(Excerpted data Opens)

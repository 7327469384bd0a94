//! Snapshot errors
//!
//! Every error is fatal to the current session. A snapshot that fails to
//! load is discarded as a whole; nothing is retried or repaired.

use otter_snapshot_format::{FormatError, Space};
use thiserror::Error;

use crate::heap::{Address, ObjectId};

/// Errors that can occur while serializing or deserializing a snapshot
#[derive(Debug, Error)]
pub enum SnapshotError {
    /// Byte-level format error
    #[error(transparent)]
    Format(#[from] FormatError),

    /// Synchronization marker missing or misplaced; the snapshot was built
    /// for a different version or configuration
    #[error(
        "Format mismatch at offset {offset}: expected synchronization marker, found {}",
        describe_byte(.found)
    )]
    FormatMismatch {
        /// Stream offset of the checkpoint
        offset: usize,
        /// Byte found instead of the marker, `None` at end of stream
        found: Option<u8>,
    },

    /// Known bytecode at a position where it has no meaning
    #[error("Bytecode {name} not allowed {context} (offset {offset})")]
    MisplacedBytecode {
        /// Bytecode name
        name: &'static str,
        /// Stream offset
        offset: usize,
        /// Where it was found
        context: &'static str,
    },

    /// Forward reference still open at stream end, or read before resolution
    #[error("Unresolved forward reference {0}")]
    UnresolvedForwardReference(u32),

    /// Resolution without a matching open registration
    #[error("Forward reference {0} resolved without an open registration")]
    DoubleOrMissingResolution(u32),

    /// External, API or off-heap index without a table entry
    #[error("{kind} index {index} out of range")]
    ExternalIndexOutOfRange {
        /// Which table was consulted
        kind: &'static str,
        /// The missing index
        index: u32,
    },

    /// External address the encoder cannot find in its table
    #[error("Unknown external reference 0x{0:x}")]
    UnknownExternalReference(Address),

    /// Reference to an object that this session cannot address
    #[error("{kind} reference {index} out of range")]
    ReferenceOutOfRange {
        /// Addressing scheme used
        kind: &'static str,
        /// The missing index or ordinal
        index: u32,
    },

    /// Body data runs past the end of its object
    #[error("Object {object} overflows its {size} slots")]
    ObjectOverflow {
        /// The object being filled
        object: ObjectId,
        /// Its size in slots
        size: usize,
    },

    /// Object size that no allocation can satisfy
    #[error("Invalid object size {size} at offset {offset}")]
    InvalidObjectSize {
        /// Size read from the stream
        size: usize,
        /// Stream offset of the header
        offset: usize,
    },

    /// Allocation does not fit the current chunk of its space
    #[error("Chunk overflow in {space:?} space: {size} slots")]
    ChunkOverflow {
        /// Space of the allocation
        space: Space,
        /// Requested size in slots
        size: usize,
    },

    /// Objects nested deeper than the decoder allows
    #[error("Object nesting exceeds {limit} levels at offset {offset}")]
    NestingTooDeep {
        /// Configured nesting limit
        limit: usize,
        /// Stream offset of the header that exceeded it
        offset: usize,
    },

    /// Deferred object whose body never arrived
    #[error("Object {0} is incomplete")]
    IncompleteObject(ObjectId),

    /// Object graph shape the format cannot express
    #[error("Cannot serialize object {object:?}: {reason}")]
    Unserializable {
        /// Offending object, if the problem is tied to one
        object: Option<ObjectId>,
        /// What is wrong
        reason: &'static str,
    },

    /// Embedder callback rejected its serialized data
    #[error("Invalid embedder field data")]
    InvalidEmbedderData,

    /// Allocation capability refused a placement
    #[error("Allocation of {size} slots in {space:?} space failed")]
    AllocationFailed {
        /// Requested space
        space: Space,
        /// Requested size in slots
        size: usize,
    },

    /// Invalid configuration
    #[error("Invalid config: {0}")]
    Config(String),
}

fn describe_byte(found: &Option<u8>) -> String {
    match found {
        Some(byte) => format!("0x{byte:02x}"),
        None => "end of stream".to_string(),
    }
}

/// Result type for snapshot operations
pub type Result<T> = std::result::Result<T, SnapshotError>;
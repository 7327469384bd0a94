//! Forward references
//!
//! An object is pending between its header and its allocation. A slot that
//! refers to a pending object is written as a numbered reservation, then
//! patched once the object exists. Reservation ids are sequential per
//! session and each is resolved exactly once.

use rustc_hash::FxHashMap;

use crate::error::{Result, SnapshotError};
use crate::heap::ObjectId;

/// Encoder side: objects whose header is written but which are not yet
/// allocated, with the reservations waiting on each
#[derive(Debug, Default)]
pub struct PendingObjects {
    pending: FxHashMap<ObjectId, Vec<u32>>,
    next_id: u32,
}

impl PendingObjects {
    /// Create an empty set
    pub fn new() -> Self {
        Self::default()
    }

    /// Mark `object` as pending
    pub fn begin(&mut self, object: ObjectId) {
        self.pending.insert(object, Vec::new());
    }

    /// Whether `object` is pending
    #[inline]
    pub fn is_pending(&self, object: ObjectId) -> bool {
        self.pending.contains_key(&object)
    }

    /// Reserve a forward reference to a pending object
    pub fn register(&mut self, object: ObjectId) -> Option<u32> {
        let waiting = self.pending.get_mut(&object)?;
        let id = self.next_id;
        self.next_id += 1;
        waiting.push(id);
        Some(id)
    }

    /// `object` is allocated; returns the reservations to resolve
    pub fn complete(&mut self, object: ObjectId) -> Vec<u32> {
        self.pending.remove(&object).unwrap_or_default()
    }

    /// Reservations handed out so far
    #[inline]
    pub fn registered(&self) -> u32 {
        self.next_id
    }
}

/// Location waiting for a forward reference
#[derive(Debug, Clone, Copy, PartialEq, Eq)]
pub struct PendingLocation {
    /// Holder of the slot
    pub object: ObjectId,
    /// Slot index within the holder
    pub index: usize,
    /// Whether the reference is weak
    pub weak: bool,
}

/// Decoder side: open reservations
#[derive(Debug, Default)]
pub struct ForwardReferences {
    entries: Vec<Option<PendingLocation>>,
    open: usize,
}

impl ForwardReferences {
    /// Create an empty table
    pub fn new() -> Self {
        Self::default()
    }

    /// Open the next reservation
    pub fn register(&mut self, location: PendingLocation) -> u32 {
        let id = self.entries.len() as u32;
        self.entries.push(Some(location));
        self.open += 1;
        id
    }

    /// Close reservation `id`
    pub fn resolve(&mut self, id: u32) -> Result<PendingLocation> {
        let location = self
            .entries
            .get_mut(id as usize)
            .and_then(Option::take)
            .ok_or(SnapshotError::DoubleOrMissingResolution(id))?;
        self.open -= 1;
        Ok(location)
    }

    /// Number of open reservations
    #[inline]
    pub fn open(&self) -> usize {
        self.open
    }

    /// Reservations registered so far
    #[inline]
    pub fn registered(&self) -> u32 {
        self.entries.len() as u32
    }

    /// Fail on the first reservation still open
    pub fn finish(&self) -> Result<()> {
        match self.entries.iter().position(Option::is_some) {
            Some(id) => Err(SnapshotError::UnresolvedForwardReference(id as u32)),
            None => Ok(()),
        }
    }
}

#[cfg(test)]
mod tests {
    use super::*;

    fn location(index: usize) -> PendingLocation {
        PendingLocation {
            object: ObjectId(1),
            index,
            weak: false,
        }
    }

    #[test]
    fn test_pending_objects() {
        let mut pending = PendingObjects::new();
        assert_eq!(pending.register(ObjectId(3)), None);
        pending.begin(ObjectId(3));
        assert!(pending.is_pending(ObjectId(3)));
        assert_eq!(pending.register(ObjectId(3)), Some(0));
        assert_eq!(pending.register(ObjectId(3)), Some(1));
        assert_eq!(pending.complete(ObjectId(3)), vec![0, 1]);
        assert!(!pending.is_pending(ObjectId(3)));
        assert_eq!(pending.registered(), 2);
    }

    #[test]
    fn test_resolve_once() {
        let mut refs = ForwardReferences::new();
        let id = refs.register(location(2));
        assert_eq!(refs.open(), 1);
        assert_eq!(refs.resolve(id).unwrap(), location(2));
        assert!(matches!(
            refs.resolve(id),
            Err(SnapshotError::DoubleOrMissingResolution(0))
        ));
        assert_eq!(refs.open(), 0);
        refs.finish().unwrap();
    }

    #[test]
    fn test_resolve_unknown() {
        let mut refs = ForwardReferences::new();
        assert!(matches!(
            refs.resolve(7),
            Err(SnapshotError::DoubleOrMissingResolution(7))
        ));
    }

    #[test]
    fn test_finish_reports_first_open() {
        let mut refs = ForwardReferences::new();
        let first = refs.register(location(1));
        refs.register(location(2));
        refs.register(location(3));
        refs.resolve(first).unwrap();
        assert!(matches!(
            refs.finish(),
            Err(SnapshotError::UnresolvedForwardReference(1))
        ));
    }
}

(Excerpted data Closes)

- Work task
What is the number of lines in the records that include "FormatError"? Answer with that number alone.

- Task result
2